Die Bedürfnisse der Bevölkerung haben sich im Laufe der Jahre stark verändert, und sind doch in vielen Aspekten die selben geblieben. Trotz der Globalisierung und all ihrer Fortschritte – Handys sind mittlerweile sogar in den abgelegensten Dörfern ein gängiges Kommunikationsmittel – fehlt es häufig noch am Grundlegendsten. Trinkwasser und Bildung sind dabei zwei Aspekte, die wir in unserer Zusammenarbeit mit CEPAS als Schwerpunkte identifiziert haben.

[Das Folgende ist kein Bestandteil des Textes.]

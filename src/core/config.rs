//! Catalog configuration loaded from `.catalog/catalog.toml`.

use crate::core::error::CatalogError;
use crate::core::schemas;
use serde::{Deserialize, Serialize};
use std::fs;
use std::path::Path;
use std::time::Duration;

pub const CONFIG_FILE_NAME: &str = "catalog.toml";

#[derive(Debug, Clone, Deserialize, Serialize, PartialEq, Eq)]
#[serde(default)]
pub struct CatalogConfig {
    /// Database file name inside the store root.
    pub db_name: String,
    /// Office used when `--office` is not given.
    pub default_office: Option<String>,
    pub busy_timeout_secs: u64,
    /// Append one audit line per broker operation.
    pub audit: bool,
}

impl Default for CatalogConfig {
    fn default() -> Self {
        Self {
            db_name: schemas::CATALOG_DB_NAME.to_string(),
            default_office: None,
            busy_timeout_secs: 5,
            audit: true,
        }
    }
}

impl CatalogConfig {
    pub fn busy_timeout(&self) -> Duration {
        Duration::from_secs(self.busy_timeout_secs)
    }
}

pub fn parse_config(content: &str) -> Result<CatalogConfig, CatalogError> {
    toml::from_str(content).map_err(|e| CatalogError::ConfigError(e.to_string()))
}

/// Load config from an explicit file, or from `<store_root>/catalog.toml`.
///
/// An explicit path must exist. The implicit file is optional; without it the
/// defaults apply.
pub fn load_config(store_root: &Path, explicit: Option<&Path>) -> Result<CatalogConfig, CatalogError> {
    if let Some(path) = explicit {
        let content = fs::read_to_string(path).map_err(|e| {
            CatalogError::ConfigError(format!("cannot read {}: {}", path.display(), e))
        })?;
        return parse_config(&content);
    }

    let config_path = store_root.join(CONFIG_FILE_NAME);
    if config_path.exists() {
        let content = fs::read_to_string(&config_path).map_err(CatalogError::IoError)?;
        return parse_config(&content);
    }

    Ok(CatalogConfig::default())
}
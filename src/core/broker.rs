use crate::core::db;
use crate::core::error;
use crate::core::store::Store;
use crate::core::time;
use rusqlite::Connection;
use serde::{Deserialize, Serialize};
use std::path::{Path, PathBuf};
use std::sync::Mutex;
use std::time::Duration;

pub const AUDIT_LOG_NAME: &str = "catalog.events.jsonl";

/// The DB Broker is the single path to the catalog database.
/// It serializes access in-process and records one audit event per operation.
pub struct DbBroker {
    audit_log_path: PathBuf,
    audit: bool,
    busy_timeout: Duration,
}

#[derive(Serialize, Deserialize, Debug, Clone)]
pub struct BrokerEvent {
    pub ts: String,
    pub event_id: String,
    pub actor: String,
    pub op: String,
    pub db_id: String,
    pub status: String,
}

impl DbBroker {
    pub fn new(store: &Store) -> Self {
        Self {
            audit_log_path: store.root.join(AUDIT_LOG_NAME),
            audit: store.config.audit,
            busy_timeout: store.config.busy_timeout(),
        }
    }

    /// Execute a closure with a serialized connection to the specified DB.
    pub fn with_conn<F, R>(
        &self,
        db_path: &Path,
        actor: &str,
        op_name: &str,
        f: F,
    ) -> Result<R, error::CatalogError>
    where
        F: FnOnce(&Connection) -> Result<R, error::CatalogError>,
    {
        static DB_LOCK: Mutex<()> = Mutex::new(());
        let _lock = DB_LOCK
            .lock()
            .map_err(|_| error::CatalogError::BrokerError("database lock poisoned".into()))?;

        let db_id = db_path
            .file_name()
            .unwrap_or_default()
            .to_string_lossy()
            .to_string();
        let conn = db::db_connect(&db_path.to_string_lossy(), self.busy_timeout)?;

        let _span = tracing::debug_span!("broker", op = op_name, db = %db_id).entered();
        let result = f(&conn);

        let status = if result.is_ok() { "success" } else { "error" };
        tracing::debug!(status, "broker operation finished");
        // The audit line never replaces the operation's own outcome.
        if self.audit
            && let Err(e) = self.log_event(actor, op_name, &db_id, status)
        {
            tracing::warn!(error = %e, op = op_name, "failed to append audit event");
        }

        result
    }

    fn log_event(
        &self,
        actor: &str,
        op: &str,
        db_id: &str,
        status: &str,
    ) -> Result<(), error::CatalogError> {
        use std::fs::OpenOptions;
        use std::io::Write;

        let ev = BrokerEvent {
            ts: time::now_epoch_z(),
            event_id: time::new_event_id(),
            actor: actor.to_string(),
            op: op.to_string(),
            db_id: db_id.to_string(),
            status: status.to_string(),
        };

        let mut f = OpenOptions::new()
            .create(true)
            .append(true)
            .open(&self.audit_log_path)
            .map_err(error::CatalogError::IoError)?;

        writeln!(f, "{}", serde_json::to_string(&ev)?).map_err(error::CatalogError::IoError)?;
        Ok(())
    }
}

/// Read back the audit log, oldest first. A missing log reads as empty.
pub fn read_audit_log(store: &Store) -> Result<Vec<BrokerEvent>, error::CatalogError> {
    let path = store.root.join(AUDIT_LOG_NAME);
    if !path.exists() {
        return Ok(Vec::new());
    }
    let content = std::fs::read_to_string(&path)?;
    content
        .lines()
        .filter(|line| !line.trim().is_empty())
        .map(|line| serde_json::from_str(line).map_err(error::CatalogError::JsonError))
        .collect()
}
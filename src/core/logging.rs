//! Diagnostic logging setup.

use tracing_subscriber::EnvFilter;

/// Environment variable holding an `EnvFilter` directive, e.g. `project_catalog=debug`.
pub const LOG_ENV: &str = "PROJECT_CATALOG_LOG";

/// Install a stderr fmt subscriber. Safe to call more than once; later calls are no-ops.
pub fn init_logging(verbose: bool) {
    let default_level = if verbose { "debug" } else { "warn" };
    let filter = EnvFilter::try_from_env(LOG_ENV).unwrap_or_else(|_| EnvFilter::new(default_level));

    let _ = tracing_subscriber::fmt()
        .with_env_filter(filter)
        .with_writer(std::io::stderr)
        .with_target(false)
        .try_init();
}
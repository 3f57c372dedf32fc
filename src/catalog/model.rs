//! Value types produced by the catalog: identifiers and per-project summaries.

use crate::catalog::kind::Kind;
use serde::{Deserialize, Serialize};
use std::fmt;

/// An (office, name) pair naming a project or a child structure.
#[derive(Debug, Clone, PartialEq, Eq, Hash, PartialOrd, Ord, Serialize, Deserialize)]
#[serde(rename_all = "kebab-case")]
pub struct CwmsId {
    pub office_id: String,
    pub name: String,
}

impl CwmsId {
    pub fn new(office_id: impl Into<String>, name: impl Into<String>) -> Self {
        Self {
            office_id: office_id.into(),
            name: name.into(),
        }
    }
}

impl fmt::Display for CwmsId {
    fn fmt(&self, f: &mut fmt::Formatter<'_>) -> fmt::Result {
        write!(f, "{}/{}", self.office_id, self.name)
    }
}

/// Summary of the child structures of one project.
///
/// A kind's list is `Some` only when that kind was queried and returned at least
/// one structure for the project; it is never `Some(vec![])`.
#[derive(Debug, Clone, PartialEq, Eq, Serialize, Deserialize)]
pub struct ProjectChildren {
    pub project: CwmsId,
    #[serde(default, skip_serializing_if = "Option::is_none")]
    pub embankments: Option<Vec<CwmsId>>,
    #[serde(default, skip_serializing_if = "Option::is_none")]
    pub locks: Option<Vec<CwmsId>>,
    #[serde(default, skip_serializing_if = "Option::is_none")]
    pub outlets: Option<Vec<CwmsId>>,
    #[serde(default, skip_serializing_if = "Option::is_none")]
    pub turbines: Option<Vec<CwmsId>>,
    #[serde(default, skip_serializing_if = "Option::is_none")]
    pub gates: Option<Vec<CwmsId>>,
}

impl ProjectChildren {
    pub fn children(&self, kind: Kind) -> Option<&[CwmsId]> {
        let list = match kind {
            Kind::Embankment => &self.embankments,
            Kind::Lock => &self.locks,
            Kind::Outlet => &self.outlets,
            Kind::Turbine => &self.turbines,
            Kind::Gate => &self.gates,
        };
        list.as_deref()
    }

    /// Kinds with data for this project, in processing order.
    pub fn present_kinds(&self) -> Vec<Kind> {
        Kind::ALL
            .into_iter()
            .filter(|kind| self.children(*kind).is_some())
            .collect()
    }
}

/// Mutable accumulator for one project while kinds are merged in.
#[derive(Debug, Clone)]
pub struct ProjectChildrenBuilder {
    project: CwmsId,
    embankments: Vec<CwmsId>,
    locks: Vec<CwmsId>,
    outlets: Vec<CwmsId>,
    turbines: Vec<CwmsId>,
    gates: Vec<CwmsId>,
}

impl ProjectChildrenBuilder {
    pub fn new(project: CwmsId) -> Self {
        Self {
            project,
            embankments: Vec::new(),
            locks: Vec::new(),
            outlets: Vec::new(),
            turbines: Vec::new(),
            gates: Vec::new(),
        }
    }

    // Setters replace rather than append.
    pub fn with_embankments(&mut self, ids: Vec<CwmsId>) -> &mut Self {
        self.embankments = ids;
        self
    }

    pub fn with_locks(&mut self, ids: Vec<CwmsId>) -> &mut Self {
        self.locks = ids;
        self
    }

    pub fn with_outlets(&mut self, ids: Vec<CwmsId>) -> &mut Self {
        self.outlets = ids;
        self
    }

    pub fn with_turbines(&mut self, ids: Vec<CwmsId>) -> &mut Self {
        self.turbines = ids;
        self
    }

    pub fn with_gates(&mut self, ids: Vec<CwmsId>) -> &mut Self {
        self.gates = ids;
        self
    }

    pub fn build(self) -> ProjectChildren {
        fn present(ids: Vec<CwmsId>) -> Option<Vec<CwmsId>> {
            (!ids.is_empty()).then_some(ids)
        }

        ProjectChildren {
            project: self.project,
            embankments: present(self.embankments),
            locks: present(self.locks),
            outlets: present(self.outlets),
            turbines: present(self.turbines),
            gates: present(self.gates),
        }
    }
}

Der Kern unserer Arbeit liegt darin die (besonders politisch) benachteiligte indigene Bevölkerungsgruppe der Ngöbe-Buglé auf kleiner Skala zu unterstützen. Die größte indigene Gruppe mit ca. 150.000 Angehörigen wurde in der Kolonialzeit in die Berge vertrieben und lebt bis heute am Rande der Gesellschaft des heute prosperierenden Panamas.

In unserem Fokus stehen zur Zeit Themen nachhaltiger ländlicher Entwicklung wie z. B. Trinkwasserversorgung, Wiederaufforstung, sowie die Bienenzucht mit dazugehörigem Honigverkauf. Das Großprojekt (16-01) für den PanamaLauf 2016 wird die Wiederaufforstung in drei Dörfern des Berglands von Veraguas sein.

Einige weitere Projekte des PanamaKreises waren in der Vergangenheit der Bau von Schulen, Internaten und Brücken. Ebenso wurde ein Genossenschaftsladen für Haushaltswaren und Lebensmittel errichtet.